[[ Available records open ]]
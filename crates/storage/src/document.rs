//! Document engine: keyed JSON documents validated on read.

use crate::constraint::ConstraintChecker;
use crate::engine::{Engine, EngineKind};
use crate::snapshot::{Stored, Table, Tables};
use glaze_core::schema::{EntitySchema, FieldDef, Model};
use glaze_core::{DataType, EngineError, Error, Record, RecordId, Result, Value};
use serde::{Deserialize, Serialize};
use serde_json::{Map, Number};
use std::collections::BTreeMap;
use std::sync::Arc;

/// A record body as a JSON object. Null fields are omitted.
pub type Document = Map<String, serde_json::Value>;

#[derive(Serialize, Deserialize)]
struct DocumentDump {
    id: RecordId,
    version: u64,
    body: Document,
}

/// Schema-light engine.
///
/// Writes are checked for required fields, but stored documents are kept
/// as-is across schema changes; a document that no longer fits the entity
/// fails with a mapping error when it is read.
#[derive(Clone, Copy, Debug, Default)]
pub struct DocumentEngine;

impl DocumentEngine {
    pub fn new() -> Self {
        Self
    }
}

fn to_json(entity: &str, field: &str, value: &Value) -> Result<Option<serde_json::Value>> {
    let json = match value {
        Value::Null => return Ok(None),
        Value::Boolean(b) => serde_json::Value::Bool(*b),
        Value::Int64(i) | Value::DateTime(i) => serde_json::Value::from(*i),
        Value::Float64(f) => match Number::from_f64(*f) {
            Some(n) => serde_json::Value::Number(n),
            None => {
                return Err(EngineError::constraint(
                    entity,
                    field,
                    format!("{} has no JSON form", f),
                )
                .into())
            }
        },
        Value::String(s) => serde_json::Value::String(s.clone()),
        Value::Bytes(b) => serde_json::Value::Array(b.iter().map(|x| (*x).into()).collect()),
    };
    Ok(Some(json))
}

fn from_json(schema: &EntitySchema, field: &FieldDef, json: &serde_json::Value) -> Result<Value> {
    let mismatch = || {
        Error::mapping(
            schema.name(),
            field.name(),
            format!("expected {}, found {}", field.data_type().name(), json),
        )
    };
    let value = match field.data_type() {
        DataType::Boolean => Value::Boolean(json.as_bool().ok_or_else(mismatch)?),
        DataType::Int64 => Value::Int64(json.as_i64().ok_or_else(mismatch)?),
        DataType::DateTime => Value::DateTime(json.as_i64().ok_or_else(mismatch)?),
        DataType::Float64 => Value::Float64(json.as_f64().ok_or_else(mismatch)?),
        DataType::String => Value::String(json.as_str().ok_or_else(mismatch)?.to_string()),
        DataType::Bytes => {
            let items = json.as_array().ok_or_else(mismatch)?;
            let bytes = items
                .iter()
                .map(|b| b.as_u64().and_then(|b| u8::try_from(b).ok()))
                .collect::<Option<Vec<u8>>>()
                .ok_or_else(mismatch)?;
            Value::Bytes(bytes)
        }
    };
    Ok(value)
}

impl Engine for DocumentEngine {
    type Native = Document;

    fn kind(&self) -> EngineKind {
        EngineKind::Document
    }

    fn encode(&self, record: &Record) -> Result<Document> {
        let schema = record.schema();
        ConstraintChecker::check_record(schema, record.values())?;
        let mut doc = Document::new();
        for (field, value) in schema.fields().iter().zip(record.values()) {
            if let Some(json) = to_json(schema.name(), field.name(), value)? {
                doc.insert(field.name().to_string(), json);
            }
        }
        Ok(doc)
    }

    fn decode(
        &self,
        schema: &Arc<EntitySchema>,
        id: RecordId,
        version: u64,
        doc: &Document,
    ) -> Result<Record> {
        let mut values = Vec::with_capacity(schema.fields().len());
        for field in schema.fields() {
            let value = match doc.get(field.name()) {
                None | Some(serde_json::Value::Null) if field.is_optional() => Value::Null,
                None | Some(serde_json::Value::Null) => {
                    return Err(Error::mapping(
                        schema.name(),
                        field.name(),
                        "required field is missing",
                    ))
                }
                Some(json) => from_json(schema, field, json)?,
            };
            values.push(value);
        }
        Record::from_parts(schema.clone(), id, version, values)
    }

    fn check_table(&self, _schema: &EntitySchema, _table: &Table<Document>) -> Result<()> {
        Ok(())
    }

    fn dump(&self, _model: &Model, tables: &Tables<Document>) -> Result<serde_json::Value> {
        let collections: BTreeMap<&str, Vec<DocumentDump>> = tables
            .iter()
            .map(|(name, table)| {
                let docs = table
                    .iter()
                    .map(|(id, s)| DocumentDump {
                        id: *id,
                        version: s.version,
                        body: s.native.clone(),
                    })
                    .collect();
                (name.as_str(), docs)
            })
            .collect();
        serde_json::to_value(collections)
            .map_err(|e| EngineError::corrupt(format!("cannot serialize collections: {}", e)).into())
    }

    fn load(
        &self,
        model: &Model,
        data: serde_json::Value,
        migrate: bool,
    ) -> Result<Tables<Document>> {
        let collections: BTreeMap<String, Vec<DocumentDump>> = serde_json::from_value(data)
            .map_err(|e| EngineError::corrupt(format!("malformed collections: {}", e)))?;

        let mut tables = Tables::new();
        for (name, docs) in collections {
            if model.entity(&name).is_none() {
                if migrate {
                    tracing::debug!(entity = %name, "dropping collection absent from model");
                    continue;
                }
                return Err(EngineError::corrupt(format!("unknown collection `{}`", name)).into());
            }
            let table = docs
                .into_iter()
                .map(|d| {
                    (
                        d.id,
                        Stored {
                            version: d.version,
                            native: d.body,
                        },
                    )
                })
                .collect();
            tables.insert(name, Arc::new(table));
        }

        for schema in model.entities() {
            tables
                .entry(schema.name().to_string())
                .or_insert_with(|| Arc::new(Table::new()));
        }
        Ok(tables)
    }
}
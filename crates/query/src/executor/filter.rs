//! Filter stage.

use crate::predicate::Predicate;
use glaze_core::Record;

/// Keeps the records matching `predicate`; keeps everything when it is `None`.
pub fn filter(records: impl IntoIterator<Item = Record>, predicate: Option<&Predicate>) -> Vec<Record> {
    match predicate {
        Some(pred) => records.into_iter().filter(|r| pred.eval(r)).collect(),
        None => records.into_iter().collect(),
    }
}

#[cfg(test)]
mod tests {
    use super::*;
    use crate::predicate::Condition;
    use glaze_core::schema::EntitySchema;
    use glaze_core::DataType;
    use std::sync::Arc;

    fn records() -> Vec<Record> {
        let schema = Arc::new(
            EntitySchema::builder("Item")
                .field("qty", DataType::Int64)
                .build()
                .unwrap(),
        );
        (1..=5)
            .map(|i| Record::new(schema.clone(), i).with("qty", i as i64 * 10).unwrap())
            .collect()
    }

    #[test]
    fn test_filter_none_keeps_all() {
        assert_eq!(filter(records(), None).len(), 5);
    }

    #[test]
    fn test_filter_predicate() {
        let pred = Predicate::field("qty", Condition::gt(25));
        let ids: Vec<u64> = filter(records(), Some(&pred)).iter().map(Record::id).collect();
        assert_eq!(ids, vec![3, 4, 5]);
    }
}
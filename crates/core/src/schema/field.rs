//! Field definition for Glaze entity schemas.

use crate::types::DataType;
use serde::{Deserialize, Serialize};

/// A field declared by an entity.
#[derive(Clone, Debug, PartialEq, Eq, Serialize, Deserialize)]
pub struct FieldDef {
    name: String,
    #[serde(rename = "type")]
    data_type: DataType,
    /// Whether this field may hold Null.
    #[serde(default)]
    optional: bool,
    /// Whether values of this field must be unique across the entity.
    #[serde(default)]
    unique: bool,
}

impl FieldDef {
    /// Creates a required, non-unique field.
    pub fn new(name: impl Into<String>, data_type: DataType) -> Self {
        Self {
            name: name.into(),
            data_type,
            optional: false,
            unique: false,
        }
    }

    pub fn optional(mut self, optional: bool) -> Self {
        self.optional = optional;
        self
    }

    pub fn unique(mut self, unique: bool) -> Self {
        self.unique = unique;
        self
    }

    #[inline]
    pub fn name(&self) -> &str {
        &self.name
    }

    #[inline]
    pub fn data_type(&self) -> DataType {
        self.data_type
    }

    #[inline]
    pub fn is_optional(&self) -> bool {
        self.optional
    }

    #[inline]
    pub fn is_unique(&self) -> bool {
        self.unique
    }
}
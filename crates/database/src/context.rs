//! Operation contexts: the scoped write handle passed to `Storage::operation`.

use glaze_core::{map_records, ContextId, Entity, Record, Result};
use glaze_query::Request;
use glaze_storage::{Engine, Transaction};
use tracing::debug;

/// Staged mutations over one storage, owned by a single `operation` call.
///
/// Nothing staged is visible to readers until `save`. Records handed out
/// by a context are bound to it and rejected by any other context.
pub struct OperationContext<'s, E: Engine> {
    tx: Transaction<'s, E>,
}

impl<'s, E: Engine> OperationContext<'s, E> {
    pub(crate) fn new(tx: Transaction<'s, E>) -> Self {
        Self { tx }
    }

    #[inline]
    pub fn id(&self) -> ContextId {
        self.tx.id()
    }

    /// Allocates an empty record of `T`'s entity. It is not staged.
    pub fn new_record<T: Entity>(&self) -> Result<Record> {
        self.tx.new_record(T::NAME)
    }

    /// Allocates a record, lets `init` fill it in, and stages its insert.
    pub fn create<T, F>(&mut self, init: F) -> Result<Record>
    where
        T: Entity,
        F: FnOnce(&mut Record) -> Result<()>,
    {
        let mut record = self.new_record::<T>()?;
        init(&mut record)?;
        self.tx.insert(&record)?;
        Ok(record)
    }

    /// Evaluates `request` against this context's working state, staged
    /// mutations included.
    pub fn fetch<T: Entity>(&self, request: &Request<T>) -> Result<Vec<Record>> {
        self.tx.fetch(request.query())
    }

    /// Like `fetch`, mapped to entities.
    pub fn fetch_entities<T: Entity>(&self, request: &Request<T>) -> Result<Vec<T>> {
        map_records(&self.fetch(request)?)
    }

    /// Stages an insert, or an update when the record is already stored.
    pub fn insert(&mut self, record: &Record) -> Result<()> {
        self.tx.insert(record)
    }

    pub fn remove(&mut self, record: &Record) -> Result<()> {
        self.tx.remove(record)
    }

    /// Stages the removal of every record.
    ///
    /// If any record is stale, nothing from this call is staged.
    pub fn remove_all<'r>(&mut self, records: impl IntoIterator<Item = &'r Record>) -> Result<()> {
        self.tx.remove_all(records)
    }

    /// Commits everything staged so far.
    ///
    /// On failure nothing is published and the working state returns to the
    /// last commit. The context stays usable either way.
    pub fn save(&mut self) -> Result<()> {
        self.tx.commit()?;
        Ok(())
    }

    /// Returns true if unsaved mutations would change committed state.
    pub fn has_changes(&self) -> bool {
        self.tx.has_changes()
    }

    /// Ends the context, discarding anything unsaved.
    pub(crate) fn finish(mut self) {
        let pending = self.tx.pending();
        if pending > 0 {
            debug!(context = self.tx.id(), pending, "discarding unsaved mutations");
            self.tx.rollback();
        }
    }
}
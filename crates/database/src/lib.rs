//! Glaze Database - Uniform storage with observable queries.
//!
//! This crate ties the lower layers together behind one facade:
//!
//! - `Storage`: opens a relational or document store for an object model
//! - `OperationContext`: scoped write access, committed with `save`
//! - `ObservableQuery`: live `ChangeSet`s for a `Request`
//! - `ListViewModel`: a list kept in sync with an observable query
//!
//! # Example
//!
//! ```rust
//! use glaze_database::schema::{EntitySchema, Model};
//! use glaze_database::{
//!     ChangeSet, DataType, Entity, Record, RelationalStorage, Request, Result, StorageConfig,
//! };
//!
//! #[derive(Clone, Debug, PartialEq)]
//! struct Person {
//!     name: String,
//! }
//!
//! impl Entity for Person {
//!     const NAME: &'static str = "Person";
//!
//!     fn from_record(record: &Record) -> Result<Self> {
//!         Ok(Person { name: record.require_str("name")?.to_string() })
//!     }
//! }
//!
//! let model = Model::new(vec![EntitySchema::builder("Person")
//!     .field("name", DataType::String)
//!     .build()?])?;
//! let storage = RelationalStorage::relational(StorageConfig::in_memory(), model)?;
//!
//! let people = storage.observable(Request::<Person>::new().sorted("name", true))?;
//! let mut changes = people.changes();
//! assert!(matches!(changes.next(), Some(ChangeSet::Initial(list)) if list.is_empty()));
//!
//! storage.operation(|ctx| {
//!     ctx.create::<Person, _>(|r| r.set("name", "Alice"))?;
//!     ctx.save()
//! })?;
//!
//! match changes.next() {
//!     Some(ChangeSet::Update { insertions, .. }) => {
//!         assert_eq!(insertions, vec![(0, Person { name: "Alice".into() })]);
//!     }
//!     other => panic!("unexpected {:?}", other),
//! }
//! # Ok::<(), glaze_database::Error>(())
//! ```

mod config;
mod context;
mod dispatch;
mod observable;
mod storage;
mod view_model;

pub use config::{ModelSource, StorageConfig};
pub use context::OperationContext;
pub use observable::ObservableQuery;
pub use storage::{DocumentStorage, RelationalStorage, Storage};
pub use view_model::ListViewModel;

pub use glaze_core::schema;
pub use glaze_core::{
    map_records, DataType, EngineError, Entity, Error, Record, RecordId, Result, Value,
};
pub use glaze_query::{Condition, Predicate, Request, SortDescriptor};
pub use glaze_reactive::{ChangeSet, Changes, DisposeBag, DisposedBy, Subscription};
pub use glaze_storage::{
    DocumentEngine, Engine, EngineKind, Location, MigrationPolicy, RelationalEngine,
};
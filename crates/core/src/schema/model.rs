//! Resolved object model: the set of entity schemas a storage knows about.

use super::entity::EntitySchema;
use crate::error::{EngineError, Error, Result};
use serde::{Deserialize, Serialize};
use std::path::Path;
use std::sync::Arc;

/// File suffix recognised for model files.
pub const MODEL_FILE_SUFFIX: &str = ".model.json";

/// On-disk layout of a model file.
#[derive(Serialize, Deserialize)]
struct ModelFile {
    entities: Vec<EntitySchema>,
}

/// A validated set of entity schemas.
#[derive(Clone, Debug, Default)]
pub struct Model {
    entities: Vec<Arc<EntitySchema>>,
}

impl Model {
    /// Creates a model, rejecting invalid schemas and duplicate entity names.
    pub fn new(entities: Vec<EntitySchema>) -> Result<Self> {
        let mut model = Model::default();
        for schema in entities {
            schema.validate()?;
            if model.entity(schema.name()).is_some() {
                return Err(Error::schema(format!(
                    "duplicate entity `{}` in model",
                    schema.name()
                )));
            }
            model.entities.push(Arc::new(schema));
        }
        Ok(model)
    }

    /// Parses a model from its JSON representation.
    pub fn from_json(json: &str) -> Result<Self> {
        let file: ModelFile = serde_json::from_str(json)
            .map_err(|e| Error::schema(format!("malformed model: {}", e)))?;
        Self::new(file.entities)
    }

    /// Reads and parses a model file.
    pub fn load_file(path: &Path) -> Result<Self> {
        let json = std::fs::read_to_string(path).map_err(|e| EngineError::io(path, e))?;
        Self::from_json(&json)
            .map_err(|e| Error::schema(format!("{}: {}", path.display(), e)))
    }

    /// Serializes the model back to JSON.
    pub fn to_json(&self) -> String {
        let file = ModelFile {
            entities: self.entities.iter().map(|e| (**e).clone()).collect(),
        };
        // A ModelFile holds only strings, enums and bools.
        serde_json::to_string_pretty(&file).unwrap_or_default()
    }

    /// Merges several models into one.
    ///
    /// An entity declared more than once must be declared identically.
    pub fn merge(models: impl IntoIterator<Item = Model>) -> Result<Self> {
        let mut merged = Model::default();
        for model in models {
            for schema in model.entities {
                match merged.entity(schema.name()) {
                    Some(existing) if **existing == *schema => {}
                    Some(_) => {
                        return Err(Error::schema(format!(
                            "conflicting definitions of entity `{}`",
                            schema.name()
                        )))
                    }
                    None => merged.entities.push(schema),
                }
            }
        }
        Ok(merged)
    }

    /// Returns all entity schemas in declaration order.
    #[inline]
    pub fn entities(&self) -> &[Arc<EntitySchema>] {
        &self.entities
    }

    /// Gets an entity schema by name.
    pub fn entity(&self, name: &str) -> Option<&Arc<EntitySchema>> {
        self.entities.iter().find(|e| e.name() == name)
    }

    /// Gets an entity schema by name, failing with a schema error.
    pub fn require(&self, name: &str) -> Result<&Arc<EntitySchema>> {
        self.entity(name).ok_or_else(|| Error::unknown_entity(name))
    }

    #[inline]
    pub fn is_empty(&self) -> bool {
        self.entities.is_empty()
    }
}
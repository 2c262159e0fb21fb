//! Disposable subscription handles.

use parking_lot::Mutex;
use std::fmt;
use std::sync::atomic::{AtomicU64, Ordering};

/// Unique identifier for a subscription.
pub type SubscriptionId = u64;

static NEXT_SUBSCRIPTION_ID: AtomicU64 = AtomicU64::new(1);

type DisposeAction = Box<dyn FnOnce() + Send>;

/// A live subscription. Dropping it unsubscribes.
///
/// `dispose` may be called from any thread, including from inside the
/// subscription's own handler. It runs the teardown at most once.
pub struct Subscription {
    id: SubscriptionId,
    on_dispose: Mutex<Option<DisposeAction>>,
}

impl Subscription {
    /// Creates a subscription that runs `on_dispose` when disposed.
    pub fn new(on_dispose: impl FnOnce() + Send + 'static) -> Self {
        Self {
            id: NEXT_SUBSCRIPTION_ID.fetch_add(1, Ordering::Relaxed),
            on_dispose: Mutex::new(Some(Box::new(on_dispose))),
        }
    }

    /// Creates a subscription that is already disposed.
    pub fn disposed() -> Self {
        Self {
            id: NEXT_SUBSCRIPTION_ID.fetch_add(1, Ordering::Relaxed),
            on_dispose: Mutex::new(None),
        }
    }

    #[inline]
    pub fn id(&self) -> SubscriptionId {
        self.id
    }

    pub fn is_disposed(&self) -> bool {
        self.on_dispose.lock().is_none()
    }

    /// Unsubscribes. Later calls do nothing.
    pub fn dispose(&self) {
        // Take before running so the action never executes under our lock.
        let action = self.on_dispose.lock().take();
        if let Some(action) = action {
            tracing::debug!(subscription = self.id, "subscription disposed");
            action();
        }
    }
}

impl Drop for Subscription {
    fn drop(&mut self) {
        self.dispose();
    }
}

impl fmt::Debug for Subscription {
    fn fmt(&self, f: &mut fmt::Formatter<'_>) -> fmt::Result {
        f.debug_struct("Subscription")
            .field("id", &self.id)
            .field("disposed", &self.is_disposed())
            .finish()
    }
}

/// Holds subscriptions and disposes all of them when dropped.
#[derive(Default)]
pub struct DisposeBag {
    subscriptions: Mutex<Vec<Subscription>>,
}

impl DisposeBag {
    pub fn new() -> Self {
        Self::default()
    }

    /// Adds a subscription to the bag.
    pub fn insert(&self, subscription: Subscription) {
        self.subscriptions.lock().push(subscription);
    }

    /// Number of subscriptions held.
    pub fn len(&self) -> usize {
        self.subscriptions.lock().len()
    }

    pub fn is_empty(&self) -> bool {
        self.subscriptions.lock().is_empty()
    }

    /// Disposes and releases every held subscription.
    pub fn dispose(&self) {
        let drained: Vec<Subscription> = std::mem::take(&mut *self.subscriptions.lock());
        drop(drained);
    }
}

impl Drop for DisposeBag {
    fn drop(&mut self) {
        self.dispose();
    }
}

impl fmt::Debug for DisposeBag {
    fn fmt(&self, f: &mut fmt::Formatter<'_>) -> fmt::Result {
        f.debug_struct("DisposeBag").field("len", &self.len()).finish()
    }
}

/// Extension for storing a subscription in a bag inline.
pub trait DisposedBy {
    fn disposed_by(self, bag: &DisposeBag);
}

impl DisposedBy for Subscription {
    fn disposed_by(self, bag: &DisposeBag) {
        bag.insert(self);
    }
}
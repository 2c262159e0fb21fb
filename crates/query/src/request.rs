//! Typed requests and their untyped query form.

use crate::executor;
use crate::predicate::{Condition, Predicate};
use glaze_core::schema::EntitySchema;
use glaze_core::{Entity, Error, Record, Result};
use std::fmt;
use std::marker::PhantomData;

/// Sort key and direction.
#[derive(Clone, Debug, PartialEq, Eq)]
pub struct SortDescriptor {
    pub field: String,
    pub ascending: bool,
}

/// Engine-facing description of a request over one entity.
#[derive(Clone, Debug, PartialEq)]
pub struct Query {
    entity: String,
    predicate: Option<Predicate>,
    sort: Option<SortDescriptor>,
    offset: usize,
    limit: Option<usize>,
}

impl Query {
    /// Creates a query selecting every record of `entity`.
    pub fn new(entity: impl Into<String>) -> Self {
        Self {
            entity: entity.into(),
            predicate: None,
            sort: None,
            offset: 0,
            limit: None,
        }
    }

    #[inline]
    pub fn entity(&self) -> &str {
        &self.entity
    }

    #[inline]
    pub fn predicate(&self) -> Option<&Predicate> {
        self.predicate.as_ref()
    }

    #[inline]
    pub fn sort(&self) -> Option<&SortDescriptor> {
        self.sort.as_ref()
    }

    #[inline]
    pub fn offset(&self) -> usize {
        self.offset
    }

    #[inline]
    pub fn limit(&self) -> Option<usize> {
        self.limit
    }

    /// Returns every field the query references.
    pub fn fields(&self) -> Vec<&str> {
        let mut fields = self
            .predicate
            .as_ref()
            .map(Predicate::fields)
            .unwrap_or_default();
        if let Some(sort) = &self.sort {
            if !fields.contains(&sort.field.as_str()) {
                fields.push(&sort.field);
            }
        }
        fields
    }

    /// Checks the query against the entity schema it will run on.
    ///
    /// Fails with `Schema` on an entity mismatch, `InvalidField` on the
    /// first field the entity does not declare, and `TypeMismatch` on a
    /// condition operand of another type than its field.
    pub fn validate(&self, schema: &EntitySchema) -> Result<()> {
        if schema.name() != self.entity {
            return Err(Error::schema(format!(
                "query targets `{}` but schema is `{}`",
                self.entity,
                schema.name()
            )));
        }
        for field in self.fields() {
            schema.check_field(field)?;
        }
        match &self.predicate {
            Some(predicate) => predicate.try_for_each_condition(&mut |field, condition| {
                condition.check_type(field, schema.check_field(field)?.data_type())
            }),
            None => Ok(()),
        }
    }

    /// Returns true if the record passes the predicate.
    pub fn matches(&self, record: &Record) -> bool {
        self.predicate
            .as_ref()
            .map(|p| p.eval(record))
            .unwrap_or(true)
    }

    /// Runs filter, sort, offset and limit over the given records.
    pub fn execute(&self, records: impl IntoIterator<Item = Record>) -> Vec<Record> {
        let filtered = executor::filter(records, self.predicate.as_ref());
        let sorted = executor::sort(filtered, self.sort.as_ref());
        executor::paginate(sorted, self.offset, self.limit)
    }

    fn and_predicate(&mut self, predicate: Predicate) {
        self.predicate = Some(match self.predicate.take() {
            Some(existing) => existing.and(predicate),
            None => predicate,
        });
    }
}

/// An immutable request for records of entity `T`.
pub struct Request<T: Entity> {
    query: Query,
    _entity: PhantomData<fn() -> T>,
}

impl<T: Entity> Request<T> {
    /// Creates a request matching every record of `T`.
    pub fn new() -> Self {
        Self {
            query: Query::new(T::NAME),
            _entity: PhantomData,
        }
    }

    /// Returns a new request that also requires `field` to satisfy `condition`.
    pub fn filtered(&self, field: impl Into<String>, condition: Condition) -> Self {
        self.filtered_with(Predicate::field(field, condition))
    }

    /// Returns a new request ANDed with an arbitrary predicate.
    pub fn filtered_with(&self, predicate: Predicate) -> Self {
        let mut query = self.query.clone();
        query.and_predicate(predicate);
        Self::from_query(query)
    }

    /// Returns a new request sorted by `field`. Replaces any previous sort.
    pub fn sorted(&self, field: impl Into<String>, ascending: bool) -> Self {
        let mut query = self.query.clone();
        query.sort = Some(SortDescriptor {
            field: field.into(),
            ascending,
        });
        Self::from_query(query)
    }

    /// Returns a new request skipping the first `count` results.
    pub fn offset(&self, count: usize) -> Self {
        let mut query = self.query.clone();
        query.offset = count;
        Self::from_query(query)
    }

    /// Returns a new request returning at most `count` results.
    pub fn limited(&self, count: usize) -> Self {
        let mut query = self.query.clone();
        query.limit = Some(count);
        Self::from_query(query)
    }

    #[inline]
    pub fn query(&self) -> &Query {
        &self.query
    }

    fn from_query(query: Query) -> Self {
        Self {
            query,
            _entity: PhantomData,
        }
    }
}

impl<T: Entity> Default for Request<T> {
    fn default() -> Self {
        Self::new()
    }
}

impl<T: Entity> Clone for Request<T> {
    fn clone(&self) -> Self {
        Self::from_query(self.query.clone())
    }
}

impl<T: Entity> fmt::Debug for Request<T> {
    fn fmt(&self, f: &mut fmt::Formatter<'_>) -> fmt::Result {
        f.debug_struct("Request")
            .field("entity", &T::NAME)
            .field("query", &self.query)
            .finish()
    }
}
[[ Available records closed ]]
Task prompt:
Each line holding "fields" in the records should be copied out.

Exercise result:
/// A record body as a JSON object. Null fields are omitted.
/// Writes are checked for required fields, but stored documents are kept
        for (field, value) in schema.fields().iter().zip(record.values()) {
        let mut values = Vec::with_capacity(schema.fields().len());
        for field in schema.fields() {
    pub fn fields(&self) -> Vec<&str> {
        let mut fields = self
            .map(Predicate::fields)
            if !fields.contains(&sort.field.as_str()) {
                fields.push(&sort.field);
        fields
        for field in self.fields() {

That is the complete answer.